The Friends of All Hallows, and two charitable organisations that wish to remain anonymous, will make contributions to make up the cash shortfall.
Maureen Davies, chair of the Association of Friends of All Hallows, said: “Our first concern is for these elderly people and their families, who have come to rely so much on the care and friendship they find at All Hallows.”

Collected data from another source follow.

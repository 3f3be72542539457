use chrono::{NaiveDate, NaiveTime};
use serde::{Deserialize, Serialize};

use super::booking::BookingUpdate;
use super::slot::{wall_clock, Slot, SlotId};
use crate::errors::DecodeError;

/// A server push, already decoded into the shape the reconciler consumes.
#[derive(Debug, Clone, PartialEq)]
pub enum SlotEvent {
    SlotAdded(Slot),
    SlotDeleted(SlotId),
    BookingUpdate(BookingUpdate),
    SlotsCount {
        teacher_id: Option<String>,
        count: usize,
    },
    Error(String),
}

impl SlotEvent {
    pub fn kind(&self) -> &'static str {
        match self {
            SlotEvent::SlotAdded(_) => "slot_added",
            SlotEvent::SlotDeleted(_) => "slot_deleted",
            SlotEvent::BookingUpdate(_) => "booking_update",
            SlotEvent::SlotsCount { .. } => "slots_count",
            SlotEvent::Error(_) => "error",
        }
    }

    pub fn decode(text: &str) -> Result<Self, DecodeError> {
        let frame: Frame = serde_json::from_str(text)?;
        frame.try_into()
    }
}

#[derive(Deserialize)]
#[serde(rename_all = "lowercase")]
enum SlotAction {
    Added,
    Deleted,
}

fn default_error_message() -> String {
    "An error occurred".to_string()
}

#[derive(Deserialize)]
#[serde(tag = "type", rename_all = "snake_case")]
enum Frame {
    BookingUpdate {
        booking: BookingUpdate,
    },
    SlotUpdate {
        #[serde(default)]
        action: Option<SlotAction>,
        #[serde(default)]
        slot: Option<Slot>,
        #[serde(default)]
        slot_id: Option<SlotId>,
    },
    SlotsCount {
        #[serde(default)]
        teacher_id: Option<String>,
        count: usize,
    },
    Error {
        #[serde(default = "default_error_message")]
        message: String,
    },
}

impl TryFrom<Frame> for SlotEvent {
    type Error = DecodeError;

    fn try_from(frame: Frame) -> Result<Self, DecodeError> {
        match frame {
            Frame::BookingUpdate { booking } => Ok(SlotEvent::BookingUpdate(booking)),
            // The backend omits `action` when broadcasting a freshly created slot.
            Frame::SlotUpdate {
                action: None | Some(SlotAction::Added),
                slot,
                ..
            } => slot
                .map(SlotEvent::SlotAdded)
                .ok_or(DecodeError::MissingField("slot")),
            Frame::SlotUpdate {
                action: Some(SlotAction::Deleted),
                slot,
                slot_id,
            } => slot_id
                .or_else(|| slot.map(|s| s.id))
                .map(SlotEvent::SlotDeleted)
                .ok_or(DecodeError::MissingField("slot_id")),
            Frame::SlotsCount { teacher_id, count } => {
                Ok(SlotEvent::SlotsCount { teacher_id, count })
            }
            Frame::Error { message } => Ok(SlotEvent::Error(message)),
        }
    }
}

/// Client to server requests over the realtime channel.
#[derive(Debug, Clone, PartialEq, Eq, Serialize, Deserialize)]
#[serde(tag = "action", rename_all = "snake_case")]
pub enum ClientMessage {
    BookSlot {
        slot_id: SlotId,
        student_id: String,
    },
    AddSlot {
        id: SlotId,
        teacher_id: String,
        date: NaiveDate,
        #[serde(with = "wall_clock")]
        start_time: NaiveTime,
        #[serde(with = "wall_clock")]
        end_time: NaiveTime,
    },
}

impl ClientMessage {
    pub fn add_slot(slot: &Slot) -> Self {
        ClientMessage::AddSlot {
            id: slot.id.clone(),
            teacher_id: slot.teacher_id.clone(),
            date: slot.date,
            start_time: slot.start_time,
            end_time: slot.end_time,
        }
    }

    pub fn encode(&self) -> Result<String, serde_json::Error> {
        serde_json::to_string(self)
    }
}

#[cfg(test)]
mod tests {
    use super::*;
    use crate::models::BookingStatus;

    #[test]
    fn test_decode_booking_update() {
        let event = SlotEvent::decode(
            r#"{"type":"booking_update","booking":{"id":11,"slot_id":1,"student_id":"s-1","status":"pending"}}"#,
        )
        .unwrap();
        match event {
            SlotEvent::BookingUpdate(update) => {
                assert_eq!(update.slot_id, SlotId::Server(1));
                assert_eq!(update.status, BookingStatus::Pending);
            }
            other => panic!("unexpected event: {other:?}"),
        }
    }

    #[test]
    fn test_decode_slot_update_without_action_is_added() {
        let event = SlotEvent::decode(
            r#"{"type":"slot_update","slot":{"id":42,"teacher_id":"t-1","date":"2024-06-02","start_time":"09:00:00","end_time":"10:00:00","is_booked":false}}"#,
        )
        .unwrap();
        assert_eq!(event.kind(), "slot_added");
    }

    #[test]
    fn test_decode_slot_deleted() {
        let event =
            SlotEvent::decode(r#"{"type":"slot_update","action":"deleted","slot_id":5}"#).unwrap();
        assert_eq!(event, SlotEvent::SlotDeleted(SlotId::Server(5)));
    }

    #[test]
    fn test_decode_incomplete_frames() {
        assert!(matches!(
            SlotEvent::decode(r#"{"type":"slot_update","action":"deleted"}"#),
            Err(DecodeError::MissingField("slot_id"))
        ));
        assert!(matches!(
            SlotEvent::decode(r#"{"type":"slot_update","action":"added"}"#),
            Err(DecodeError::MissingField("slot"))
        ));
        assert!(matches!(
            SlotEvent::decode("not json"),
            Err(DecodeError::Json(_))
        ));
        assert!(SlotEvent::decode(r#"{"type":"chat","text":"hi"}"#).is_err());
    }

    #[test]
    fn test_decode_count_and_error() {
        assert_eq!(
            SlotEvent::decode(r#"{"type":"slots_count","teacher_id":"t-1","count":4}"#).unwrap(),
            SlotEvent::SlotsCount {
                teacher_id: Some("t-1".into()),
                count: 4
            }
        );
        assert_eq!(
            SlotEvent::decode(r#"{"type":"error"}"#).unwrap(),
            SlotEvent::Error("An error occurred".into())
        );
    }

    #[test]
    fn test_encode_book_slot() {
        let msg = ClientMessage::BookSlot {
            slot_id: SlotId::Server(1),
            student_id: "S".into(),
        };
        let value: serde_json::Value = serde_json::from_str(&msg.encode().unwrap()).unwrap();
        assert_eq!(
            value,
            serde_json::json!({"action": "book_slot", "slot_id": 1, "student_id": "S"})
        );
    }

    #[test]
    fn test_encode_add_slot() {
        let slot = crate::models::SlotDraft::parse("2024-06-02", "09:00", "10:00")
            .unwrap()
            .into_slot(SlotId::Temp("temp_123".into()), "t-1");
        let value = serde_json::to_value(ClientMessage::add_slot(&slot)).unwrap();
        assert_eq!(value["action"], "add_slot");
        assert_eq!(value["id"], "temp_123");
        assert_eq!(value["date"], "2024-06-02");
        assert_eq!(value["start_time"], "09:00");
    }
}
pub mod booking;
pub mod event;
pub mod payment;
pub mod profile;
pub mod slot;
pub mod teacher;
pub mod user;

pub use booking::{Booking, BookingStatus, BookingUpdate, PaymentStatus, PendingBooking};
pub use event::{ClientMessage, SlotEvent};
pub use payment::{CheckoutResult, CreateOrder, PaymentOrder, PaymentReceipt, PaymentVerification};
pub use profile::{ApiAck, Gender, Profile, ProfileDetails, ProfileUpdate};
pub use slot::{Slot, SlotDraft, SlotId, SlotSpan};
pub use teacher::Teacher;
pub use user::{Role, UserIdentity};
use async_trait::async_trait;

use crate::config::ClientConfig;
use crate::errors::{ApiError, PaymentError};
use crate::models::{
    Booking, CheckoutResult, CreateOrder, PaymentOrder, PaymentReceipt, PaymentStatus,
    PaymentVerification, UserIdentity,
};
use crate::services::api::BookingApi;

/// Hosts the payment gateway's checkout for an order and reports how it ended.
#[async_trait]
pub trait CheckoutProvider: Send + Sync {
    async fn checkout(
        &self,
        order: &PaymentOrder,
        payer: &UserIdentity,
    ) -> anyhow::Result<CheckoutResult>;
}

/// Creates an order for `booking`, runs checkout and verifies the result with
/// the server. The caller refreshes the booking list afterwards.
pub async fn pay_for_booking(
    api: &dyn BookingApi,
    checkout: &dyn CheckoutProvider,
    config: &ClientConfig,
    payer: &UserIdentity,
    booking: &Booking,
) -> Result<PaymentReceipt, PaymentError> {
    if booking.payment_status == PaymentStatus::Paid {
        return Err(PaymentError::AlreadyPaid(booking.id));
    }

    let order = api
        .create_payment_order(&CreateOrder {
            booking_id: booking.id,
            amount: config.booking_price,
            currency: config.booking_currency.clone(),
        })
        .await?;
    tracing::info!(booking_id = booking.id, order_id = %order.order_id, "payment order created");

    let result = checkout
        .checkout(&order, payer)
        .await
        .map_err(|e| PaymentError::Checkout(e.to_string()))?;

    let (order_id, payment_id, signature) = match result {
        CheckoutResult::PaymentSuccess {
            order_id,
            payment_id,
            signature,
        } => (order_id, payment_id, signature),
        failure @ CheckoutResult::PaymentError { .. } => {
            let description = failure.failure_description().unwrap_or_default();
            tracing::warn!(booking_id = booking.id, description = %description, "checkout failed");
            return Err(PaymentError::Checkout(description));
        }
    };

    let verification = PaymentVerification {
        order_id: order_id.clone(),
        payment_id: payment_id.clone(),
        signature,
    };
    match api.verify_payment(&verification).await {
        Ok(()) => {}
        Err(ApiError::Rejected(message)) => return Err(PaymentError::Verification(message)),
        Err(e) => return Err(e.into()),
    }

    tracing::info!(booking_id = booking.id, payment_id = %payment_id, "payment verified");
    Ok(PaymentReceipt {
        booking_id: booking.id,
        order_id,
        payment_id,
    })
}
use std::sync::Arc;

use crate::config::ClientConfig;
use crate::models::UserIdentity;
use crate::services::api::BookingApi;
use crate::services::realtime::RealtimeChannel;

pub struct ClientState {
    pub config: ClientConfig,
    pub user: UserIdentity,
    pub api: Arc<dyn BookingApi>,
    pub channel: Arc<dyn RealtimeChannel>,
}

Mrs Davies emphasised that the agreement was only a temporary solution and that negotiations between the hospital and county council staff would continue to try and find a longer-term agreement.
“All Hallows is a not-for-profit organisation, so it seems very unlikely that comparable services, including transportation, could be provided cheaper elsewhere.
“The friends fully support All Hallows' efforts to renegotiate terms, and very much hope that a lasting solution can be found, which will enable Suffolk's elderly to continue to find access to the services they rely on here in the future.”
Jane Midwood, Suffolk County Council's portfolio holder for adult care and community services, said: “I am very pleased that this matter has now been resolved.
“We provide the best services we can for vulnerable people, but can only act within the funding we have available.”
Ms Midwood said the believed the distress caused to the elderly people could have been avoided if All Hallows had entered into negotiations earlier. “Longer term negotiations will, of course, continue,” she said.